TAIPEI (Reuters) – Taiwan’s Foxconn said on Monday it had partnered with Indian conglomerate Vedanta to make semiconductors in the South Asian country, as the electronics giant looks to diversify its business amid a global chip shortage.
Foxconn, the world’s largest contract electronics manufacturer and a major Apple supplier, has expanded into areas including electric vehicles (EVs) and semiconductors in recent years.
In a statement, Foxconn said it had signed a memorandum of understanding with oil-to-metals group Vedanta to make semiconductors, calling it “a significant boost to domestic manufacturing of electronics in India.”
Foxconn said it would invest $118.7 million to set up a joint venture company with Vedanta, which would be the majority shareholder of the new venture.

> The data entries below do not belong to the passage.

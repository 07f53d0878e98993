//! Store actions: the operations the HTTP layer exposes.
//!
//! Each action authorizes the caller through the identity gate, talks to the
//! store, and returns `Result<T, AppError>`. Handlers turn that into the
//! uniform JSON body.

pub mod calendar;
pub mod comments;
pub mod events;
pub mod roles;
pub mod signups;
pub mod slots;

use crate::utils::AppError;

pub(crate) fn require_text(field: &str, value: &str) -> Result<(), AppError> {
    if value.trim().is_empty() {
        return Err(AppError::Validation(format!("{} must not be empty", field)));
    }
    Ok(())
}

pub(crate) fn require_positive(field: &str, value: i32) -> Result<(), AppError> {
    if value <= 0 {
        return Err(AppError::Validation(format!("{} must be at least 1", field)));
    }
    Ok(())
}
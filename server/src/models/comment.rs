use chrono::{DateTime, Utc};
use serde::{Deserialize, Serialize};
use sqlx::FromRow;
use uuid::Uuid;

#[derive(Debug, Clone, PartialEq, Serialize, Deserialize, FromRow)]
#[serde(rename_all = "camelCase")]
pub struct Comment {
    pub id: Uuid,
    pub event_id: Uuid,
    pub user_id: String,
    pub content: String,
    pub created_at: DateTime<Utc>,
    pub updated_at: DateTime<Utc>,
}

#[derive(Debug, Clone, Deserialize)]
#[serde(rename_all = "camelCase")]
pub struct NewComment {
    pub content: String,
}

#[derive(Debug, Clone, Default, Deserialize)]
#[serde(rename_all = "camelCase")]
pub struct CommentPatch {
    pub content: Option<String>,
}

impl Comment {
    pub fn apply(&mut self, patch: CommentPatch, now: DateTime<Utc>) {
        if let Some(content) = patch.content {
            self.content = content;
        }
        self.updated_at = now;
    }
}
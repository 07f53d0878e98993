use tracing::info;
use uuid::Uuid;

use super::require_positive;
use crate::auth::{Caller, Policy};
use crate::models::{NewSlot, Slot, SlotPatch, SlotUpdate};
use crate::state::AppState;
use crate::utils::AppError;

fn not_found() -> AppError {
    AppError::NotFound("Slot not found".to_string())
}

pub async fn create(
    state: &AppState,
    caller: &Caller,
    event_id: Uuid,
    input: NewSlot,
) -> Result<Slot, AppError> {
    let user_id = state
        .gate
        .authorize(caller, Policy::Admin("create slots"))
        .await?;
    require_positive("neededHelpers", input.needed_helpers)?;

    let slot = state
        .store
        .insert_slot(event_id, input)
        .await?
        .ok_or_else(|| AppError::NotFound("Event not found".to_string()))?;
    info!(slot_id = %slot.id, event_id = %event_id, user_id = %user_id, "Slot created");
    Ok(slot)
}

pub async fn list_by_event(state: &AppState, event_id: Uuid) -> Result<Vec<Slot>, AppError> {
    Ok(state.store.list_slots(event_id).await?)
}

pub async fn update(
    state: &AppState,
    caller: &Caller,
    id: Uuid,
    patch: SlotPatch,
) -> Result<Slot, AppError> {
    let user_id = state
        .gate
        .authorize(caller, Policy::Admin("edit slots"))
        .await?;
    if let Some(needed_helpers) = patch.needed_helpers {
        require_positive("neededHelpers", needed_helpers)?;
    }

    match state.store.update_slot(id, patch).await? {
        SlotUpdate::Updated(slot) => {
            info!(slot_id = %id, user_id = %user_id, "Slot updated");
            Ok(slot)
        }
        SlotUpdate::Missing => Err(not_found()),
        SlotUpdate::BelowSignups { taken } => Err(AppError::Conflict(format!(
            "Slot already has {} signups",
            taken
        ))),
    }
}

pub async fn delete(state: &AppState, caller: &Caller, id: Uuid) -> Result<(), AppError> {
    let user_id = state
        .gate
        .authorize(caller, Policy::Admin("delete slots"))
        .await?;

    if !state.store.delete_slot(id).await? {
        return Err(not_found());
    }
    info!(slot_id = %id, user_id = %user_id, "Slot deleted");
    Ok(())
}
//! HTTP adapter for a Clerk-compatible user API.
//!
//! Roles live in each user's `public_metadata.role`. Reads use
//! `GET {api}/users/{id}`, writes use `PATCH {api}/users/{id}/metadata`,
//! both authenticated with the backend secret key.

use std::time::Duration;

use async_trait::async_trait;
use reqwest::{Client, StatusCode};
use serde::{Deserialize, Serialize};
use tracing::debug;

use super::identity::{IdentityError, IdentityProvider};
use crate::models::{IdentityUser, Role};

#[derive(Debug, Deserialize)]
struct UserPayload {
    id: String,
    #[serde(default)]
    public_metadata: PublicMetadata,
}

#[derive(Debug, Default, Deserialize, Serialize)]
struct PublicMetadata {
    #[serde(default, skip_serializing_if = "Option::is_none")]
    role: Option<String>,
}

#[derive(Debug, Serialize)]
struct MetadataUpdate {
    public_metadata: PublicMetadata,
}

#[derive(Clone)]
pub struct ClerkClient {
    client: Client,
    api_url: String,
    secret_key: String,
}

impl ClerkClient {
    pub fn new(
        api_url: impl Into<String>,
        secret_key: impl Into<String>,
        timeout: Duration,
    ) -> Result<Self, IdentityError> {
        let client = Client::builder()
            .timeout(timeout)
            .user_agent("helper-server/0.1")
            .build()?;

        Ok(Self {
            client,
            api_url: api_url.into(),
            secret_key: secret_key.into(),
        })
    }

    fn user_url(&self, user_id: &str) -> String {
        format!("{}/users/{}", self.api_url, user_id)
    }
}

#[async_trait]
impl IdentityProvider for ClerkClient {
    async fn get_user(&self, user_id: &str) -> Result<IdentityUser, IdentityError> {
        debug!(user_id = %user_id, "Fetching user from identity provider");

        let response = self
            .client
            .get(self.user_url(user_id))
            .bearer_auth(&self.secret_key)
            .send()
            .await?;

        match response.status() {
            StatusCode::NOT_FOUND => Err(IdentityError::UserNotFound(user_id.to_string())),
            status if !status.is_success() => Err(IdentityError::Status {
                status: status.as_u16(),
            }),
            _ => {
                let payload: UserPayload = response.json().await?;
                Ok(IdentityUser {
                    id: payload.id,
                    role: Role::from_metadata(payload.public_metadata.role.as_deref()),
                })
            }
        }
    }

    async fn update_user_role(&self, user_id: &str, role: Role) -> Result<(), IdentityError> {
        debug!(user_id = %user_id, role = %role, "Updating user role in identity provider");

        let body = MetadataUpdate {
            public_metadata: PublicMetadata {
                role: Some(role.as_str().to_string()),
            },
        };
        let response = self
            .client
            .patch(format!("{}/metadata", self.user_url(user_id)))
            .bearer_auth(&self.secret_key)
            .json(&body)
            .send()
            .await?;

        match response.status() {
            StatusCode::NOT_FOUND => Err(IdentityError::UserNotFound(user_id.to_string())),
            status if !status.is_success() => Err(IdentityError::Status {
                status: status.as_u16(),
            }),
            _ => Ok(()),
        }
    }
}
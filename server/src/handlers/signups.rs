use axum::extract::State;
use axum::response::Response;
use uuid::Uuid;

use crate::actions::signups;
use crate::auth::Caller;
use crate::models::{NewSignup, SignupPatch};
use crate::state::AppState;
use crate::utils::response::{created, empty_success, success};
use crate::utils::{ApiJson, ApiPath, AppError, JsonOrDefault};

pub async fn list_slot_signups(
    State(state): State<AppState>,
    ApiPath(slot_id): ApiPath<Uuid>,
) -> Result<Response, AppError> {
    let signups = signups::list_by_slot(&state, slot_id).await?;
    Ok(success(signups, "Signups retrieved successfully"))
}

pub async fn list_user_signups(
    State(state): State<AppState>,
    ApiPath(user_id): ApiPath<String>,
) -> Result<Response, AppError> {
    let signups = signups::list_by_user(&state, &user_id).await?;
    Ok(success(signups, "Signups retrieved successfully"))
}

/// The body is optional; an empty request signs up without a note.
pub async fn create_signup(
    State(state): State<AppState>,
    caller: Caller,
    ApiPath(slot_id): ApiPath<Uuid>,
    JsonOrDefault(input): JsonOrDefault<NewSignup>,
) -> Result<Response, AppError> {
    let signup = signups::create(&state, &caller, slot_id, input).await?;
    Ok(created(signup, "Signup created successfully"))
}

pub async fn update_signup(
    State(state): State<AppState>,
    caller: Caller,
    ApiPath(id): ApiPath<Uuid>,
    ApiJson(patch): ApiJson<SignupPatch>,
) -> Result<Response, AppError> {
    let signup = signups::update(&state, &caller, id, patch).await?;
    Ok(success(signup, "Signup updated successfully"))
}

pub async fn delete_signup(
    State(state): State<AppState>,
    caller: Caller,
    ApiPath(id): ApiPath<Uuid>,
) -> Result<Response, AppError> {
    signups::delete(&state, &caller, id).await?;
    Ok(empty_success("Signup deleted successfully"))
}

Foxconn would hold 40% of the venture’s shares, it added.
“This first-of-its-kind joint venture between the two companies will support Indian Prime Minister Narendra Modi’s vision to create an ecosystem for semiconductor manufacturing in India,” the statement said.
According to the MoU, Vedanta will hold the majority of the equity in the venture, while Vedanta chairman Anil Agarwal will also serve as chair of the JV.
The Taiwan company has in recent years counted semiconductors among its core businesses and last year formed a partnership with Yageo to make semiconductor chips, following a global chip shortage that has rattled producers of goods from cars to electronics.
The company has also in recent years announced plans to become a major player in the global EV market, and has said it was in talks with “related foundries” on possible collaboration to make chips for EVs.
The collaboration between Vedanta and Foxconn is claimed to be the first joint venture in the electronics manufacturing space following the India government’s recent policy announcement for Electronics Manufacturing & PLI scheme to incentivize companies to contribute towards development of the sector.